**Provided data**
/---

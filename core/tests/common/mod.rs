//! Shared helpers for the sitesync core integration tests.
//!
//! The tests talk to real FTP and SFTP servers started from
//! `tests/docker/docker-compose.yml` and skip themselves when those
//! containers are not reachable.

// Each integration test is compiled as its own crate, so not every test file
// uses every function from this shared module.
#![allow(dead_code)]

use std::net::TcpStream;
use std::time::{Duration, SystemTime, UNIX_EPOCH};

use sitesync_core::config::{ConnectionRequest, Credentials, Protocol};

/// pure-ftpd container (passive ports 30000-30009).
pub const PORT_FTP: u16 = 2121;
/// OpenSSH SFTP-only container.
pub const PORT_SFTP: u16 = 2222;

pub const TEST_USER: &str = "testuser";
pub const TEST_PASSWORD: &str = "testpass";

/// Check if a TCP port is reachable on the given host.
pub fn is_port_reachable(host: &str, port: u16) -> bool {
    let addr = format!("{host}:{port}");
    if let Ok(addr) = addr.parse() {
        TcpStream::connect_timeout(&addr, Duration::from_secs(2)).is_ok()
    } else {
        false
    }
}

/// Skip the current test if a container is not reachable on the given port.
macro_rules! require_docker {
    ($port:expr) => {
        if !common::is_port_reachable("127.0.0.1", $port) {
            eprintln!(
                "SKIPPED: container not reachable on port {} \
                 (start with: cd tests/docker && docker compose up -d)",
                $port
            );
            return;
        }
    };
}
pub(crate) use require_docker;

/// Credentials for the test user against the local container.
pub fn credentials(protocol: Protocol, port: u16, path: &str) -> Credentials {
    Credentials::resolve(&ConnectionRequest {
        host: Some("127.0.0.1".to_string()),
        port: Some(port),
        username: Some(TEST_USER.to_string()),
        password: Some(TEST_PASSWORD.to_string()),
        path: Some(path.to_string()),
        protocol: Some(protocol),
    })
    .expect("test credentials should be valid")
}

/// A directory name that no earlier run has used.
pub fn unique_dir(prefix: &str) -> String {
    let nanos = SystemTime::now()
        .duration_since(UNIX_EPOCH)
        .map(|d| d.as_nanos())
        .unwrap_or_default();
    format!("{prefix}-{}-{nanos}", std::process::id())
}
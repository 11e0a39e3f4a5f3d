//! Per-request connection settings and transfer options.
//!
//! [`ConnectionRequest`] is the loosely-typed shape received from callers;
//! [`Credentials::resolve()`] turns it into a validated, fully-defaulted
//! [`Credentials`] value that lives for exactly one connect/operate/disconnect
//! cycle.

use std::fmt;
use std::time::Duration;

use serde::{Deserialize, Deserializer, Serialize};

use crate::errors::SyncError;

/// Ports that imply SFTP when no protocol is given explicitly.
pub const SFTP_PORTS: [u16; 2] = [22, 8010];

/// Default connect timeout for fetch operations.
pub const FETCH_CONNECT_TIMEOUT: Duration = Duration::from_secs(15);

/// Default connect timeout for publish operations.
pub const PUBLISH_CONNECT_TIMEOUT: Duration = Duration::from_secs(20);

/// Transfer protocol spoken to the remote host.
#[derive(Debug, Clone, Copy, PartialEq, Eq, Serialize, Deserialize)]
#[serde(rename_all = "lowercase")]
pub enum Protocol {
    Ftp,
    Sftp,
}

impl Protocol {
    /// Well-known port for the protocol.
    pub fn default_port(self) -> u16 {
        match self {
            Self::Ftp => 21,
            Self::Sftp => 22,
        }
    }

    pub fn as_str(self) -> &'static str {
        match self {
            Self::Ftp => "ftp",
            Self::Sftp => "sftp",
        }
    }
}

impl fmt::Display for Protocol {
    fn fmt(&self, f: &mut fmt::Formatter<'_>) -> fmt::Result {
        match self {
            Self::Ftp => f.write_str("FTP"),
            Self::Sftp => f.write_str("SFTP"),
        }
    }
}

/// Pick the protocol from an explicit flag or the port.
///
/// An explicit `sftp` always wins. Otherwise port 22 or 8010 selects SFTP
/// and everything else (including no port at all) selects FTP.
pub fn select_protocol(explicit: Option<Protocol>, port: Option<u16>) -> Protocol {
    if explicit == Some(Protocol::Sftp) {
        return Protocol::Sftp;
    }
    match port {
        Some(p) if SFTP_PORTS.contains(&p) => Protocol::Sftp,
        _ => Protocol::Ftp,
    }
}

/// Port to connect to: the given one, or 22 for an explicit `sftp`
/// request and 21 otherwise.
pub fn resolve_port(explicit: Option<Protocol>, port: Option<u16>) -> u16 {
    match port {
        Some(p) if p != 0 => p,
        _ if explicit == Some(Protocol::Sftp) => Protocol::Sftp.default_port(),
        _ => Protocol::Ftp.default_port(),
    }
}

/// Connection fields as they arrive in a request body.
///
/// Every field is optional so that validation can report a missing host as
/// an input error instead of a deserialization failure.
#[derive(Debug, Clone, Default, Deserialize)]
#[serde(rename_all = "camelCase")]
pub struct ConnectionRequest {
    #[serde(default)]
    pub host: Option<String>,
    #[serde(default, deserialize_with = "deserialize_port")]
    pub port: Option<u16>,
    #[serde(default)]
    pub username: Option<String>,
    #[serde(default)]
    pub password: Option<String>,
    #[serde(default)]
    pub path: Option<String>,
    #[serde(default)]
    pub protocol: Option<Protocol>,
}

/// Accepts a port as a JSON number or a numeric string. Zero, `null` and the
/// empty string mean "not given".
fn deserialize_port<'de, D>(deserializer: D) -> Result<Option<u16>, D::Error>
where
    D: Deserializer<'de>,
{
    #[derive(Deserialize)]
    #[serde(untagged)]
    enum PortValue {
        Number(u64),
        Text(String),
    }

    let value = Option::<PortValue>::deserialize(deserializer)?;
    let port = match value {
        None => return Ok(None),
        Some(PortValue::Number(n)) => n,
        Some(PortValue::Text(s)) => {
            let s = s.trim();
            if s.is_empty() {
                return Ok(None);
            }
            s.parse::<u64>()
                .map_err(|_| serde::de::Error::custom(format!("invalid port: {s}")))?
        }
    };
    match port {
        0 => Ok(None),
        p => u16::try_from(p)
            .map(Some)
            .map_err(|_| serde::de::Error::custom(format!("port out of range: {p}"))),
    }
}

/// Validated connection settings for a single operation.
///
/// Never persisted. The password is excluded from `Debug` output.
#[derive(Clone, PartialEq, Eq)]
pub struct Credentials {
    pub host: String,
    pub port: u16,
    pub username: String,
    pub password: String,
    pub base_path: String,
    pub protocol: Protocol,
}

impl Credentials {
    /// Validate a request and fill in defaults.
    pub fn resolve(request: &ConnectionRequest) -> Result<Self, SyncError> {
        let host = request.host.as_deref().unwrap_or("").trim();
        if host.is_empty() {
            return Err(SyncError::Input("host is required".to_string()));
        }

        let port = resolve_port(request.protocol, request.port);
        let protocol = select_protocol(request.protocol, Some(port));
        let base_path = request
            .path
            .as_deref()
            .filter(|p| !p.is_empty())
            .unwrap_or("/")
            .to_string();

        Ok(Self {
            host: host.to_string(),
            port,
            username: request.username.clone().unwrap_or_default(),
            password: request.password.clone().unwrap_or_default(),
            base_path,
            protocol,
        })
    }

    /// `host:port` for socket resolution.
    pub fn address(&self) -> String {
        format!("{}:{}", self.host, self.port)
    }

    /// One-line description safe for logs: secrets are reduced to whether
    /// they were provided.
    pub fn log_summary(&self) -> String {
        format!(
            "host={} port={} protocol={} path={} username={} password={}",
            self.host,
            self.port,
            self.protocol.as_str(),
            self.base_path,
            presence(&self.username),
            presence(&self.password),
        )
    }
}

fn presence(value: &str) -> &'static str {
    if value.is_empty() {
        "(empty)"
    } else {
        "(provided)"
    }
}

impl fmt::Debug for Credentials {
    fn fmt(&self, f: &mut fmt::Formatter<'_>) -> fmt::Result {
        f.debug_struct("Credentials")
            .field("host", &self.host)
            .field("port", &self.port)
            .field("username", &presence(&self.username))
            .field("password", &presence(&self.password))
            .field("base_path", &self.base_path)
            .field("protocol", &self.protocol)
            .finish()
    }
}

/// What to do when one file of a publish batch fails to upload.
#[derive(Debug, Clone, Copy, Default, PartialEq, Eq, Serialize, Deserialize)]
#[serde(rename_all = "lowercase")]
pub enum FailurePolicy {
    /// Record the failure and keep uploading the remaining files.
    #[default]
    Continue,
    /// Stop at the first failure.
    Abort,
}

/// Knobs for a single fetch or publish.
#[derive(Debug, Clone)]
pub struct SyncOptions {
    /// Lowercase file extensions (without the dot) that a fetch keeps.
    pub extensions: Vec<String>,
    pub connect_timeout: Duration,
    pub failure_policy: FailurePolicy,
}

impl SyncOptions {
    pub fn for_fetch() -> Self {
        Self {
            connect_timeout: FETCH_CONNECT_TIMEOUT,
            ..Self::default()
        }
    }

    pub fn for_publish() -> Self {
        Self {
            connect_timeout: PUBLISH_CONNECT_TIMEOUT,
            ..Self::default()
        }
    }
}

impl Default for SyncOptions {
    fn default() -> Self {
        Self {
            extensions: default_extensions(),
            connect_timeout: FETCH_CONNECT_TIMEOUT,
            failure_policy: FailurePolicy::default(),
        }
    }
}

/// Text asset extensions fetched by default.
pub fn default_extensions() -> Vec<String> {
    ["html", "htm", "css", "js"]
        .iter()
        .map(|s| s.to_string())
        .collect()
}

#[cfg(test)]
mod tests {
    use super::*;

    fn request(value: serde_json::Value) -> ConnectionRequest {
        serde_json::from_value(value).unwrap()
    }

    #[test]
    fn sftp_ports_select_sftp() {
        assert_eq!(select_protocol(None, Some(22)), Protocol::Sftp);
        assert_eq!(select_protocol(None, Some(8010)), Protocol::Sftp);
    }

    #[test]
    fn other_ports_select_ftp() {
        assert_eq!(select_protocol(None, Some(21)), Protocol::Ftp);
        assert_eq!(select_protocol(None, Some(2121)), Protocol::Ftp);
        assert_eq!(select_protocol(None, None), Protocol::Ftp);
    }

    #[test]
    fn explicit_sftp_wins_over_port() {
        assert_eq!(select_protocol(Some(Protocol::Sftp), Some(21)), Protocol::Sftp);
    }

    #[test]
    fn explicit_ftp_does_not_override_sftp_port() {
        assert_eq!(select_protocol(Some(Protocol::Ftp), Some(22)), Protocol::Sftp);
    }

    #[test]
    fn default_ports() {
        assert_eq!(resolve_port(None, None), 21);
        assert_eq!(resolve_port(Some(Protocol::Ftp), None), 21);
        assert_eq!(resolve_port(Some(Protocol::Sftp), None), 22);
        assert_eq!(resolve_port(Some(Protocol::Sftp), Some(0)), 22);
        assert_eq!(resolve_port(None, Some(2222)), 2222);
    }

    #[test]
    fn port_accepts_number_and_string() {
        assert_eq!(request(serde_json::json!({"port": 22})).port, Some(22));
        assert_eq!(request(serde_json::json!({"port": "8010"})).port, Some(8010));
        assert_eq!(request(serde_json::json!({"port": ""})).port, None);
        assert_eq!(request(serde_json::json!({"port": null})).port, None);
        assert_eq!(request(serde_json::json!({"port": 0})).port, None);
        assert_eq!(request(serde_json::json!({})).port, None);
    }

    #[test]
    fn port_rejects_garbage() {
        let err = serde_json::from_value::<ConnectionRequest>(serde_json::json!({"port": "abc"}));
        assert!(err.is_err());
        let err = serde_json::from_value::<ConnectionRequest>(serde_json::json!({"port": 70000}));
        assert!(err.is_err());
    }

    #[test]
    fn protocol_rejects_unknown_values() {
        let err =
            serde_json::from_value::<ConnectionRequest>(serde_json::json!({"protocol": "ftps"}));
        assert!(err.is_err());
    }

    #[test]
    fn resolve_requires_host() {
        let err = Credentials::resolve(&request(serde_json::json!({"host": "   "}))).unwrap_err();
        assert!(err.is_client_error());
        assert_eq!(err.to_string(), "host is required");

        let err = Credentials::resolve(&ConnectionRequest::default()).unwrap_err();
        assert!(err.is_client_error());
    }

    #[test]
    fn resolve_applies_defaults() {
        let creds = Credentials::resolve(&request(serde_json::json!({"host": " example.com "})))
            .unwrap();
        assert_eq!(creds.host, "example.com");
        assert_eq!(creds.port, 21);
        assert_eq!(creds.protocol, Protocol::Ftp);
        assert_eq!(creds.base_path, "/");
        assert_eq!(creds.username, "");
        assert_eq!(creds.password, "");
        assert_eq!(creds.address(), "example.com:21");
    }

    #[test]
    fn resolve_selects_sftp_from_port() {
        let creds = Credentials::resolve(&request(serde_json::json!({
            "host": "h", "port": "22", "username": "u", "password": "p", "path": "/www"
        })))
        .unwrap();
        assert_eq!(creds.protocol, Protocol::Sftp);
        assert_eq!(creds.port, 22);
        assert_eq!(creds.base_path, "/www");
    }

    #[test]
    fn resolve_explicit_sftp_defaults_to_port_22() {
        let creds = Credentials::resolve(&request(serde_json::json!({
            "host": "h", "protocol": "sftp"
        })))
        .unwrap();
        assert_eq!(creds.protocol, Protocol::Sftp);
        assert_eq!(creds.port, 22);
    }

    #[test]
    fn debug_and_summary_hide_secrets() {
        let creds = Credentials::resolve(&request(serde_json::json!({
            "host": "h", "username": "deploy", "password": "hunter2"
        })))
        .unwrap();
        let debug = format!("{creds:?}");
        assert!(!debug.contains("hunter2"));
        assert!(!debug.contains("deploy"));
        assert!(debug.contains("(provided)"));

        let summary = creds.log_summary();
        assert!(!summary.contains("hunter2"));
        assert!(summary.contains("password=(provided)"));
    }

    #[test]
    fn summary_marks_empty_password() {
        let creds = Credentials::resolve(&request(serde_json::json!({"host": "h"}))).unwrap();
        assert!(creds.log_summary().contains("password=(empty)"));
    }

    #[test]
    fn option_timeouts() {
        assert_eq!(SyncOptions::for_fetch().connect_timeout, Duration::from_secs(15));
        assert_eq!(SyncOptions::for_publish().connect_timeout, Duration::from_secs(20));
        assert_eq!(SyncOptions::default().failure_policy, FailurePolicy::Continue);
        assert_eq!(SyncOptions::default().extensions, vec!["html", "htm", "css", "js"]);
    }

    #[test]
    fn failure_policy_serde() {
        let policy: FailurePolicy = serde_json::from_value(serde_json::json!("abort")).unwrap();
        assert_eq!(policy, FailurePolicy::Abort);
        assert_eq!(
            serde_json::to_value(FailurePolicy::Continue).unwrap(),
            serde_json::json!("continue")
        );
    }
}
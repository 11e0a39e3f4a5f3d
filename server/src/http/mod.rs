//! HTTP transport endpoint.
//!
//! `POST /api/ftp` fetches a remote tree, `PUT /api/ftp` publishes files to
//! it. Each request opens and closes its own connection; the only state
//! shared between requests is the read-only config and connector.

mod errors;
mod handlers;
mod messages;

use std::net::SocketAddr;
use std::sync::Arc;

use anyhow::{Context, Result};
use axum::extract::DefaultBodyLimit;
use axum::routing::{get, post};
use axum::Router;
use sitesync_core::remote::{Connector, NetworkConnector};
use tower_http::trace::TraceLayer;
use tracing::{info, warn};

use crate::config::ServerConfig;

/// Shared, read-only handler state.
#[derive(Clone)]
pub struct AppState {
    pub config: Arc<ServerConfig>,
    pub connector: Arc<dyn Connector>,
}

impl AppState {
    pub fn new(config: ServerConfig) -> Self {
        Self::with_connector(config, Arc::new(NetworkConnector))
    }

    pub fn with_connector(config: ServerConfig, connector: Arc<dyn Connector>) -> Self {
        Self {
            config: Arc::new(config),
            connector,
        }
    }
}

/// Build the application router.
pub fn router(state: AppState) -> Router {
    let body_limit = state.config.max_body_bytes;
    Router::new()
        .route("/api/ftp", post(handlers::fetch).put(handlers::publish))
        .route("/health", get(handlers::health))
        .layer(DefaultBodyLimit::max(body_limit))
        .layer(TraceLayer::new_for_http())
        .with_state(state)
}

/// Bind and serve until Ctrl-C.
pub async fn serve(state: AppState, addr: SocketAddr) -> Result<()> {
    let listener = tokio::net::TcpListener::bind(addr)
        .await
        .with_context(|| format!("Failed to bind {addr}"))?;
    info!("Listening on {}", listener.local_addr()?);

    axum::serve(listener, router(state))
        .with_graceful_shutdown(shutdown_signal())
        .await
        .context("HTTP server failed")
}

async fn shutdown_signal() {
    match tokio::signal::ctrl_c().await {
        Ok(()) => info!("Shutdown requested"),
        Err(e) => {
            warn!("Cannot listen for Ctrl-C, running until killed: {e}");
            std::future::pending::<()>().await;
        }
    }
}
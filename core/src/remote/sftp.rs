//! SFTP adapter over a dedicated blocking `ssh2` session.
//!
//! Unlike FTP there is no "change into or create" primitive, so
//! [`SftpFs::ensure_directory_chain()`] stats each prefix and creates the
//! ones that are missing, carrying on past failures.

use std::io::{Read, Write};
use std::path::Path;
use std::time::Duration;

use ssh2::{ErrorCode, FileStat, FileType, Session, Sftp};
use tracing::debug;

use crate::config::{Credentials, Protocol};
use crate::errors::{FileError, SyncError};
use crate::files::path::{ancestor_chain, join_remote};
use crate::files::{EntryKind, RemoteEntry};

use super::{connect_tcp, DirectoryStatus, DirectoryStep, RemoteFs};

/// SFTP status codes from draft-ietf-secsh-filexfer.
const SSH_FX_NO_SUCH_FILE: i32 = 2;
const SSH_FX_PERMISSION_DENIED: i32 = 3;

/// Mode for directories created while publishing.
const DIR_MODE: i32 = 0o755;

/// An authenticated SSH session with the SFTP subsystem open.
pub struct SftpFs {
    session: Session,
    sftp: Option<Sftp>,
}

impl SftpFs {
    /// Connect, handshake and authenticate with the password.
    ///
    /// `timeout` bounds the TCP connect and every blocking libssh2 call
    /// during the handshake.
    pub fn connect(credentials: &Credentials, timeout: Duration) -> Result<Self, SyncError> {
        let tcp = connect_tcp(credentials, timeout)?;

        let mut session = Session::new()
            .map_err(|e| SyncError::Connection(format!("Failed to create SSH session: {e}")))?;
        session.set_tcp_stream(tcp);
        session.set_blocking(true);
        session.set_timeout(u32::try_from(timeout.as_millis()).unwrap_or(u32::MAX));
        session
            .handshake()
            .map_err(|e| SyncError::Connection(format!("SSH handshake failed: {e}")))?;

        session
            .userauth_password(&credentials.username, &credentials.password)
            .map_err(|e| SyncError::Connection(format!("SSH password auth failed: {e}")))?;
        if !session.authenticated() {
            return Err(SyncError::Connection(
                "SSH authentication failed".to_string(),
            ));
        }

        // Handshake is done; transfers of large files may legitimately take
        // longer than the connect budget.
        session.set_timeout(0);

        let sftp = session
            .sftp()
            .map_err(|e| SyncError::Connection(format!("Failed to open SFTP session: {e}")))?;

        debug!("SFTP connected to {}", credentials.address());
        Ok(Self {
            session,
            sftp: Some(sftp),
        })
    }

    fn sftp(&self) -> Result<&Sftp, FileError> {
        self.sftp
            .as_ref()
            .ok_or_else(|| FileError::OperationFailed("SFTP session is closed".to_string()))
    }
}

fn map_ssh_error(e: ssh2::Error, path: &str) -> FileError {
    match e.code() {
        ErrorCode::SFTP(SSH_FX_NO_SUCH_FILE) => FileError::NotFound(path.to_string()),
        ErrorCode::SFTP(SSH_FX_PERMISSION_DENIED) => FileError::PermissionDenied(path.to_string()),
        _ => FileError::OperationFailed(format!("{path}: {e}")),
    }
}

fn classify(stat: &FileStat) -> EntryKind {
    match stat.file_type() {
        FileType::Directory => EntryKind::Directory,
        FileType::RegularFile => EntryKind::File,
        FileType::Symlink => EntryKind::Symlink,
        _ => EntryKind::Other,
    }
}

impl RemoteFs for SftpFs {
    fn protocol(&self) -> Protocol {
        Protocol::Sftp
    }

    fn list(&mut self, dir: &str) -> Result<Vec<RemoteEntry>, FileError> {
        let entries = self
            .sftp()?
            .readdir(Path::new(dir))
            .map_err(|e| map_ssh_error(e, dir))?;

        let mut result = Vec::with_capacity(entries.len());
        for (pathbuf, stat) in entries {
            let name = pathbuf
                .file_name()
                .map(|n| n.to_string_lossy().to_string())
                .unwrap_or_default();

            if name.is_empty() || name == "." || name == ".." {
                continue;
            }

            result.push(RemoteEntry {
                full_path: join_remote(dir, &name),
                name,
                kind: classify(&stat),
            });
        }
        Ok(result)
    }

    fn download(&mut self, path: &str) -> Result<Vec<u8>, FileError> {
        let mut file = self
            .sftp()?
            .open(Path::new(path))
            .map_err(|e| map_ssh_error(e, path))?;
        let mut data = Vec::new();
        file.read_to_end(&mut data)?;
        Ok(data)
    }

    fn upload(&mut self, path: &str, data: &[u8]) -> Result<(), FileError> {
        let mut file = self
            .sftp()?
            .create(Path::new(path))
            .map_err(|e| map_ssh_error(e, path))?;
        file.write_all(data)?;
        Ok(())
    }

    fn ensure_directory_chain(&mut self, dir: &str) -> Vec<DirectoryStep> {
        let sftp = match self.sftp() {
            Ok(sftp) => sftp,
            Err(e) => return vec![DirectoryStep::new(dir, DirectoryStatus::Failed(e.to_string()))],
        };

        ancestor_chain(dir)
            .into_iter()
            .map(|prefix| {
                let p = Path::new(&prefix);
                // A failed stat is treated as "missing"; mkdir decides.
                let status = if sftp.stat(p).is_ok() {
                    DirectoryStatus::Existed
                } else {
                    match sftp.mkdir(p, DIR_MODE) {
                        Ok(()) => DirectoryStatus::Created,
                        Err(e) => DirectoryStatus::Failed(e.to_string()),
                    }
                };
                DirectoryStep::new(prefix, status)
            })
            .collect()
    }

    fn disconnect(&mut self) -> Result<(), FileError> {
        // The SFTP channel must be closed before the session it belongs to.
        drop(self.sftp.take());
        self.session
            .disconnect(None, "closing", None)
            .map_err(|e| FileError::OperationFailed(format!("SSH disconnect failed: {e}")))
    }
}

\---

Filter the lines above so that only those with the string "SocketAddr" remain, then copy them.

**Answer section**
use std::net::SocketAddr;
pub async fn serve(state: AppState, addr: SocketAddr) -> Result<()> {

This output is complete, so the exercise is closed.